While we initially selected the WFP Accelerator because they stood out amongst our partners in many aspects, we have maintained this relationship because the team continues to excel by consistently going above and beyond. The events of this year have further proven an ability to seamlessly adapt, creatively pivot, and exceed goal expectations. After three successful in-person bootcamps we can now add to that list an incredible first virtual bootcamp experience with another close on its heels. We are beyond grateful to work with a partner who embraces looking at the bigger picture and assessing how we can be more innovative, bold, and impactful.”

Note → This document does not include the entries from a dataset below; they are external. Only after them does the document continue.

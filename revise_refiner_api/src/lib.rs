//! Interfaces implemented by document refiners.

mod registry;
mod types;

pub use registry::RefinerRegistry;
pub use types::{Refinement, RefinerError, RefinerResult, RefinerSummary};

use revise_api::TextDocument;

/// Producer of a new document revision from the current one (e.g. an
/// assistant pass or an external formatter).
pub trait Refiner: Send + Sync {
    /// Stable identifier used for lookup and logging.
    fn id(&self) -> &'static str;

    /// Human-friendly label for UI surfaces.
    fn label(&self) -> &'static str;

    /// Produce the refined document.
    ///
    /// # Errors
    ///
    /// Implementors should surface any failure to produce new content.
    fn refine(&self, document: &TextDocument) -> RefinerResult<Refinement>;
}
//! Configuration and constants

pub mod defaults;
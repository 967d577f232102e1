//! Pkgforge - incremental package-build orchestrator
//!
//! Given a directory of package recipes, pkgforge determines a build order
//! under inter-package dependencies, dispatches ready packages to a bounded
//! pool of builders, integrates the produced binaries into a local
//! repository and persists enough state to resume incrementally.
//!
//! # Architecture
//!
//! The crate is organized into several modules:
//!
//! - [`cli`] - Command-line interface parsing and output formatting
//! - [`core`] - Scheduling engine and its data model
//! - [`registry`] - Remote repository and registry sources
//! - [`infra`] - Infrastructure layer (filesystem, build processes)
//! - [`config`] - Constants and defaults
//! - [`error`] - Error types and handling

pub mod cli;
pub mod config;
pub mod core;
pub mod error;
pub mod infra;
pub mod registry;

#[cfg(test)]
pub mod test_utils;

The Accelerator collaborates closely with other United Nations agencies and offers support in capacity building, innovation bootcamps as well as knowledge sharing. For example, in March 2020, the team supported the World Health Organization, among other actors such as the UN Office of Information and Communications Technology, UNAIDS and UNICEF, in launching the Reboot Health & Well-being Challenge. The challenge encouraged young people from around the world to develop solutions to one of the most urgent health challenges for the next decade: Keeping young people safe.